Cutting moved back to the Upper Valley from Tucson and was driving by his family's old home when he got the idea to put his new skills to work recovering some of the family heirlooms.
He opened Cuttings Northside Café, co-owned by his mother, on his 24th birthday, April 17, 2007.
“At first it was me, my dad and my uncle helping out, but then my uncle passed away,” Cutting says.
Despite his young age, Cutting was able to stay open until 10 p.m., delivering orders to Dartmouth dorms and sororities, and business was going well enough that he could afford to hire employees.

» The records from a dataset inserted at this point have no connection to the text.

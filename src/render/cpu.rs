//! CPU evaluation of the warp kernel, row-parallel with rayon.

use rayon::prelude::*;

use crate::{
    foundation::core::{FrameRgba, SurfaceSize},
    foundation::error::{DockwarpError, DockwarpResult},
    warp::kernel::warp_uv,
    warp::params::{TargetRect, WarpParams},
};

pub struct CpuWarpRenderer {
    viewport: SurfaceSize,
    target: TargetRect,
    params: WarpParams,
}

impl CpuWarpRenderer {
    pub fn new(
        viewport: SurfaceSize,
        target: TargetRect,
        params: WarpParams,
    ) -> DockwarpResult<Self> {
        target.validate()?;
        params.validate()?;
        Ok(Self {
            viewport,
            target,
            params,
        })
    }

    pub fn viewport(&self) -> SurfaceSize {
        self.viewport
    }
}

impl crate::render::backend::WarpBackend for CpuWarpRenderer {
    fn resize(&mut self, viewport: SurfaceSize) -> DockwarpResult<()> {
        self.viewport = viewport;
        Ok(())
    }

    fn render(&mut self, source: &FrameRgba, progress: f32) -> DockwarpResult<FrameRgba> {
        if !progress.is_finite() {
            return Err(DockwarpError::render("progress must be finite"));
        }

        let viewport = self.viewport;
        let target = self.target;
        let params = self.params;
        let width = viewport.width;
        let height = viewport.height;
        let source_size = source.size();
        let row_bytes = width as usize * 4;

        let mut data = vec![0u8; row_bytes * height as usize];
        data.par_chunks_exact_mut(row_bytes)
            .enumerate()
            .for_each(|(y, row)| {
                let v = (y as f32 + 0.5) / height as f32;
                for (x, px) in row.chunks_exact_mut(4).enumerate() {
                    let u = (x as f32 + 0.5) / width as f32;
                    let Some(sample) =
                        warp_uv([u, v], progress, &target, &params, viewport, source_size)
                    else {
                        continue;
                    };

                    let [r, g, b, a] = sample_bilinear(source, sample.source_uv);
                    px[0] = r;
                    px[1] = g;
                    px[2] = b;
                    px[3] = ((f32::from(a) * sample.mask).round()).clamp(0.0, 255.0) as u8;
                }
            });

        FrameRgba::new(width, height, data)
    }
}

/// Bilinear clamp-to-edge sample of a straight-alpha RGBA8 frame at a
/// normalized coordinate (top-left origin).
fn sample_bilinear(frame: &FrameRgba, uv: [f32; 2]) -> [u8; 4] {
    let w = frame.width as usize;
    let h = frame.height as usize;

    // Texel-center convention: uv 0.5/w lands exactly on texel 0's center.
    let x = uv[0] * frame.width as f32 - 0.5;
    let y = uv[1] * frame.height as f32 - 0.5;

    let x0 = x.floor();
    let y0 = y.floor();
    let tx = x - x0;
    let ty = y - y0;

    let xi0 = (x0 as i64).clamp(0, w as i64 - 1) as usize;
    let yi0 = (y0 as i64).clamp(0, h as i64 - 1) as usize;
    let xi1 = (x0 as i64 + 1).clamp(0, w as i64 - 1) as usize;
    let yi1 = (y0 as i64 + 1).clamp(0, h as i64 - 1) as usize;

    let texel = |xi: usize, yi: usize| -> [f32; 4] {
        let off = (yi * w + xi) * 4;
        [
            f32::from(frame.data[off]),
            f32::from(frame.data[off + 1]),
            f32::from(frame.data[off + 2]),
            f32::from(frame.data[off + 3]),
        ]
    };

    let t00 = texel(xi0, yi0);
    let t10 = texel(xi1, yi0);
    let t01 = texel(xi0, yi1);
    let t11 = texel(xi1, yi1);

    let mut out = [0u8; 4];
    for c in 0..4 {
        let top = t00[c] + (t10[c] - t00[c]) * tx;
        let bottom = t01[c] + (t11[c] - t01[c]) * tx;
        out[c] = (top + (bottom - top) * ty).round().clamp(0.0, 255.0) as u8;
    }
    out
}

#[cfg(test)]
#[path = "../../tests/unit/render/cpu.rs"]
mod tests;
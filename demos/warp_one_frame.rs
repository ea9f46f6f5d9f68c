//! Render one mid-transition frame from a generated test card.
//!
//! Run with: `cargo run --example warp_one_frame`

use dockwarp::{
    BackendKind, FrameRgba, ScrollRange, StillSource, SurfaceSize, WarpSession, WarpSessionOpts,
};

fn test_card(size: SurfaceSize) -> FrameRgba {
    let mut data = vec![0u8; size.width as usize * size.height as usize * 4];
    for y in 0..size.height {
        for x in 0..size.width {
            let off = (y as usize * size.width as usize + x as usize) * 4;
            data[off] = (255 * x / size.width.max(1)) as u8;
            data[off + 1] = (255 * y / size.height.max(1)) as u8;
            data[off + 2] = 160;
            data[off + 3] = 255;
        }
    }
    FrameRgba::new(size.width, size.height, data).expect("test card dimensions are valid")
}

fn main() -> anyhow::Result<()> {
    tracing_subscriber::fmt().init();

    let viewport = SurfaceSize::new(800, 600)?;
    let source = test_card(SurfaceSize::new(1920, 1080)?);

    let mut opts = WarpSessionOpts::new(viewport, ScrollRange::new(0.0, 1.0)?);
    opts.backend = BackendKind::Cpu;
    let mut sess = WarpSession::new(StillSource::new(source), opts)?;

    let frame = sess
        .advance(0.5)?
        .expect("still source is always ready");

    let out = std::env::temp_dir().join("dockwarp_warp_one_frame.png");
    image::save_buffer_with_format(
        &out,
        &frame.data,
        frame.width,
        frame.height,
        image::ColorType::Rgba8,
        image::ImageFormat::Png,
    )?;
    eprintln!("wrote {}", out.display());
    Ok(())
}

One of his employees was Tara, who grew up in Charlestown and “did everything” at Cuttings for four years before getting married and moving out of state.
Her husband then died of cystic fibrosis and Tara returned to the area to work at Cuttings.
Love blossomed between the owner and employee, and “the rest is history,” Tara said Tuesday. The two were married in 2021.
Before the pandemic, Cuttings did a thriving breakfast and lunch business serving commuters and lunchtime customers to CRREL, Kendall at Hanover and the Old Dartmouth Printing Company, as well as office workers from businesses along Route 10.
The menu is simple but hearty, with the most popular dishes being steak and cheese, the “Gourami BLT,” and the cranberry-walnut chicken salad.
The store was open from 6:30am to 6pm, with Cutting and Tara working 12-hour shifts, while Cole's grandmother worked a four-hour shift from 10am to 2pm, working the cash register.
This cafe has a few elements going for it.
A few years ago, when her grandmother began having difficulty walking, Cole attached a string to a pulley and pulled it with her to carry orders, attached to clothespins, from the counter to the kitchen.
Cole Cutting said the big change came around 2018 when Domino's Pizza opened in Hanover and delivery orders to the university dropped off. In response, Cutting started a side business catering for university events, mostly on weekends. For several years, Cutting had a catering contract with the Hotel Coolidge in White River Junction for events at the hotel.
But since the pandemic began, catering business has declined, and lunchtime foot traffic has dwindled as Route 10 store employees now often work from home rather than commute to work.
Cutting said he doesn't know what happens next, but he's keeping an open mind.
“There are a lot of options out there. I might do something different for the time being,” he said.
After the holidays, Cutting plans to reopen the cafe until he has used up the food he has stored in his freezer, and then stay open until October.
“This is all I've ever done, for almost 20 years now. I can't imagine working in someone else's kitchen,” Cutting said with a laugh.